O cessar-fogo entre Estados Unidos e Irã segue formalmente em vigor, mas os confrontos no entorno do Estreito de Ormuz expõem uma trégua frágil — com impactos diretos sobre o comércio global e os preços de energia.
Nesta terça-feira, o secretário de Defesa americano, Pete Hegseth, afirmou que o acordo não foi rompido, mesmo após episódios recentes de ataques e respostas militares na região.
Apesar do cessar-fogo firmado em abril, os últimos dias registraram a maior escalada de hostilidades desde então: o Irã afirma ter atacado navios da Marinha dos EUA; Washington diz ter destruído embarcações militares iranianas; ataques com drones e mísseis atingiram os Emirados Árabes Unidos; e um navio comercial foi atingido nas proximidades do estreito.

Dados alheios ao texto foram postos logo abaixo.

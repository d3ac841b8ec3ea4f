//! Card tic-tac-toe on a 4x4 grid.
//!
//! Players place ranked cards; a stronger card may cover a weaker opponent
//! card once, which locks the cell for good. Four in a row wins.

mod action;
mod board;
mod contracts;
mod game;
mod heuristic;
mod invariants;
mod rules;
mod types;

pub use action::{Move, MoveError, Placement};
pub use board::{Board, CELL_COUNT, Cell, SIDE};
pub use contracts::{
    CardAvailable, CellOnBoard, CellTakeable, CellUnlocked, Contract, LegalMove, MoveContract,
};
pub use game::{GameState, PlacementRecord};
pub use heuristic::{Choice, LEGACY_CELLS, Tier, choose_move};
pub use invariants::{
    CardToeInvariants, Invariant, InvariantSet, InvariantViolation, LockPermanenceInvariant,
    MonotonicOverwriteInvariant, SingleUseInvariant,
};
pub use rules::{
    WIN_LINES, WinLine, apply_move, can_place, check_automatic_draw, check_draw, check_win,
    has_any_legal_move, legal_moves, lines_through, simulate,
};
pub use types::{CardId, Card, Color, DECK_SIZE, Deck, Decks, MAX_RANK, MIN_RANK};
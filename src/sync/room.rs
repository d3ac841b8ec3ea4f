//! Room id allocation.

use super::error::SyncError;
use super::store::{RoomStatus, RoomStore};
use rand::Rng;
use std::time::{SystemTime, UNIX_EPOCH};
use tracing::{debug, instrument, warn};

/// Smallest six-digit room id.
pub const ROOM_ID_MIN: u32 = 100_000;

/// Largest six-digit room id.
pub const ROOM_ID_MAX: u32 = 999_999;

/// Default number of random ids tried before falling back to a timestamp.
pub const DEFAULT_ROOM_ID_ATTEMPTS: u32 = 10;

/// A random six-digit id.
pub fn random_room_id<R: Rng + ?Sized>(rng: &mut R) -> String {
    rng.gen_range(ROOM_ID_MIN..=ROOM_ID_MAX).to_string()
}

/// Picks an id that is free or held only by a finished room.
///
/// Tries `attempts` random six-digit ids, then falls back to the current
/// time in milliseconds.
#[instrument(skip(store, rng))]
pub async fn allocate_room_id<S, R>(
    store: &S,
    rng: &mut R,
    attempts: u32,
) -> Result<String, SyncError>
where
    S: RoomStore + ?Sized,
    R: Rng + ?Sized,
{
    for attempt in 1..=attempts {
        let candidate = random_room_id(rng);
        match store.get_room(&candidate).await? {
            Some(room) if room.status != RoomStatus::Finished => {
                debug!(attempt, room_id = %candidate, status = %room.status, "Room id taken");
            }
            _ => return Ok(candidate),
        }
    }

    let fallback = timestamp_id();
    warn!(attempts, room_id = %fallback, "Random room ids exhausted, using timestamp");
    Ok(fallback)
}

fn timestamp_id() -> String {
    SystemTime::now()
        .duration_since(UNIX_EPOCH)
        .map(|d| d.as_millis())
        .unwrap_or_default()
        .to_string()
}
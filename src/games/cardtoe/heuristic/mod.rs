//! Three-tier greedy move selection.
//!
//! Tiers run in order and the first one that produces a move wins:
//!
//! 1. [`win_now`]: any placement that completes a line right away.
//! 2. [`block`]: a secure placement on a cell where the opponent could win
//!    next turn.
//! 3. [`strategic`]: the highest composite score over every legal placement.
//!
//! Every candidate is evaluated on a board copy via
//! [`simulate`](super::rules::simulate); the real board is never touched.
//! Lookahead is a single ply.

pub mod block;
pub mod strategic;
pub mod win_now;

use super::board::Board;
use super::types::{Card, CardId};
use serde::{Deserialize, Serialize};
use tracing::{debug, instrument};

/// Cells below this index form the legacy 3x3 area used by the block tier
/// and the positional table.
pub const LEGACY_CELLS: usize = 9;

/// Heuristic tier that produced a choice.
#[derive(
    Debug, Clone, Copy, PartialEq, Eq, Hash, Serialize, Deserialize, derive_more::Display,
)]
pub enum Tier {
    /// Completes a line this turn.
    #[display("win-now")]
    WinNow,
    /// Blocks an opponent line.
    #[display("secure-block")]
    Block,
    /// Best composite score.
    #[display("strategic")]
    Strategic,
}

/// A selected placement.
#[derive(Debug, Clone, PartialEq, Eq, Serialize, Deserialize)]
pub struct Choice {
    /// Target cell.
    pub index: usize,
    /// Card to play.
    pub card_id: CardId,
    /// Tier that selected it.
    pub tier: Tier,
}

impl Choice {
    fn new(index: usize, card: &Card, tier: Tier) -> Self {
        Self {
            index,
            card_id: card.id.clone(),
            tier,
        }
    }
}

/// Picks a move for the color owning `own`.
///
/// Used cards in either slice are ignored. Returns `None` when the acting
/// color has no legal placement; the caller then checks for an automatic
/// draw or passes the turn.
#[instrument(skip_all, fields(own = own.len(), opponent = opponent.len()))]
pub fn choose_move(board: &Board, own: &[Card], opponent: &[Card]) -> Option<Choice> {
    let own: Vec<Card> = own.iter().filter(|c| !c.used).cloned().collect();
    let opponent: Vec<Card> = opponent.iter().filter(|c| !c.used).cloned().collect();
    let acting = own.first()?.owner;

    if let Some((index, card)) = win_now::find(board, &own, acting) {
        debug!(index, card_id = %card.id, "Winning placement found");
        return Some(Choice::new(index, card, Tier::WinNow));
    }

    if let Some((index, card)) = block::find(board, &own, &opponent, acting) {
        debug!(index, card_id = %card.id, "Blocking placement chosen");
        return Some(Choice::new(index, card, Tier::Block));
    }

    let choice = strategic::find(board, &own, &opponent, acting)
        .map(|(index, card)| Choice::new(index, card, Tier::Strategic));
    match &choice {
        Some(c) => debug!(index = c.index, card_id = %c.card_id, "Strategic placement chosen"),
        None => debug!(%acting, "No legal placement"),
    }
    choice
}

/// Opponent cards strictly stronger than `rank`.
pub(crate) fn outranking_count(cards: &[Card], rank: u8) -> usize {
    cards.iter().filter(|c| c.outranks(rank)).count()
}

/// Highest rank in `cards`, or 0 when empty.
pub(crate) fn max_rank(cards: &[Card]) -> u8 {
    cards.iter().map(|c| c.rank).max().unwrap_or(0)
}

Ainda assim, segundo Hegseth, cabe ao presidente norte-americano Donald Trump decidir se esses episódios configuram uma violação formal do cessar-fogo — sinalizando uma estratégia de tolerância limitada para evitar escalada imediata.
Enquanto os EUA afirmam ter controle da situação, Teerã sustenta o oposto. O presidente do Parlamento iraniano, Mohammad Bagher Ghalibaf, declarou que o país está consolidando uma “nova equação” em Ormuz — sugerindo que o bloqueio faz parte de uma estratégia deliberada de pressão.
A retórica indica que, mesmo sem declarar o fim da trégua, o conflito segue ativo em níveis táticos.
Impacto imediato: petróleo e inflação
A crise já se reflete nos mercados: os preços globais do petróleo dispararam desde o início da guerra. Nos EUA, a gasolina subiu para US$ 4,48 por galão – antes do conflito, o valor estava abaixo de US$ 3.
A alta pressiona a inflação americana e adiciona um componente político sensível para Trump, especialmente às vésperas das eleições de meio de mandato.
Embora o presidente afirme que os preços cairão com o fim da guerra, ele próprio reconheceu que os impactos econômicos podem ser mais intensos do que o esperado.
Outro ponto relevante é a baixa adesão internacional à operação em Ormuz. Até agora, aliados dos EUA têm evitado participar diretamente da missão militar para reabrir a rota, o que levanta dúvidas sobre a sustentabilidade da operação, o risco de isolamento estratégico de Washington, e a capacidade de estabilização duradoura da região.